In what the coaching staff has deemed an area that most improve, the offensive line has been under intense scrutiny from the day that Mariucci was named head coach of the Lions. Knowing that Harrington and a young Lions offense will not grow and taste success if he continues to run for his life on a weekly basis, Mariucci is looking for consistency from the offensive line.

Starting at the offensive tackle positions, Jeff Backus at left tackle and Stockar McDougle at right tackle, the Lions lack athleticism on the corners of the line. Both players are much better run-blockers than they are in pass-protection, especially on the right side of the line where McDougle can dominate in the running game. Expect the Lions offense to have a right-handed flavor during the season, with Stewart and Bryson gaining the majority of their yardage running behind McDougle. Matt Joyce is a competent backup for the Lions are the tackle positions.

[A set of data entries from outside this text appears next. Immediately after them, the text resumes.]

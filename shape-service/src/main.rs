use dotenvy::dotenv;
use service_core::observability::init_tracing;
use shape_service::config::ShapeConfig;
use shape_service::services::ShapeProvider;
use shape_service::services::providers::hunyuan::{HunyuanConfig, HunyuanShapeProvider};
use shape_service::startup::Application;
use std::sync::Arc;

#[tokio::main]
async fn main() -> anyhow::Result<()> {
    dotenv().ok();

    init_tracing("shape-service", "info");

    let config = ShapeConfig::load().map_err(|e| {
        tracing::error!("Failed to load configuration: {}", e);
        anyhow::anyhow!("Configuration error: {}", e)
    })?;

    let provider: Arc<dyn ShapeProvider> = Arc::new(HunyuanShapeProvider::new(HunyuanConfig {
        space_url: config.hunyuan.space_url.clone(),
        hf_token: config.hunyuan.hf_token.clone(),
    }));

    let app = Application::build(config, provider).await.map_err(|e| {
        tracing::error!("Failed to build application: {}", e);
        anyhow::anyhow!("Startup error: {}", e)
    })?;

    app.run_until_stopped().await?;

    Ok(())
}
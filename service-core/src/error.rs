use axum::{
    Json,
    http::StatusCode,
    response::{IntoResponse, Response},
};
use serde::Serialize;
use thiserror::Error;

#[derive(Debug, Error)]
pub enum AppError {
    #[error("Bad request: {0}")]
    BadRequest(anyhow::Error),

    #[error("Internal server error: {0}")]
    InternalError(#[from] anyhow::Error),

    #[error("Configuration error: {0}")]
    ConfigError(anyhow::Error),
}

impl From<config::ConfigError> for AppError {
    fn from(err: config::ConfigError) -> Self {
        AppError::ConfigError(anyhow::Error::new(err))
    }
}

impl From<std::io::Error> for AppError {
    fn from(err: std::io::Error) -> Self {
        AppError::InternalError(anyhow::Error::new(err))
    }
}

impl IntoResponse for AppError {
    fn into_response(self) -> Response {
        #[derive(Serialize)]
        struct ErrorResponse {
            error: String,
            #[serde(skip_serializing_if = "Option::is_none")]
            details: Option<String>,
        }

        // Server faults carry the wrapped failure's own text; the wire
        // contract is a JSON object with a single "error" message.
        let (status, error_message, details) = match self {
            AppError::BadRequest(err) => (StatusCode::BAD_REQUEST, err.to_string(), None),
            AppError::InternalError(err) => {
                (StatusCode::INTERNAL_SERVER_ERROR, err.to_string(), None)
            }
            AppError::ConfigError(err) => (
                StatusCode::INTERNAL_SERVER_ERROR,
                "Configuration error".to_string(),
                Some(err.to_string()),
            ),
        };

        (
            status,
            Json(ErrorResponse {
                error: error_message,
                details,
            }),
        )
            .into_response()
    }
}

Questions remain with the interior of the Lions line. Veteran Ray Brown and Eric Beverly are the starting guards. Brown, a 40-year old former Pro-Bowl player with the San Francisco still has some gas left in the tank and should provide the team with leadership and experience. Beverly is a serviceable lineman that provides versatility and consistency, his athletic ability and good footwork should prove beneficial in the line scheme of this Lions team. In the Lions new offensive scheme, the team does not need mauling-type linemen at the point of attack, but consistency will be critical to the success of the offense. To this time in training camp, the Lions have struggled along the offensive line.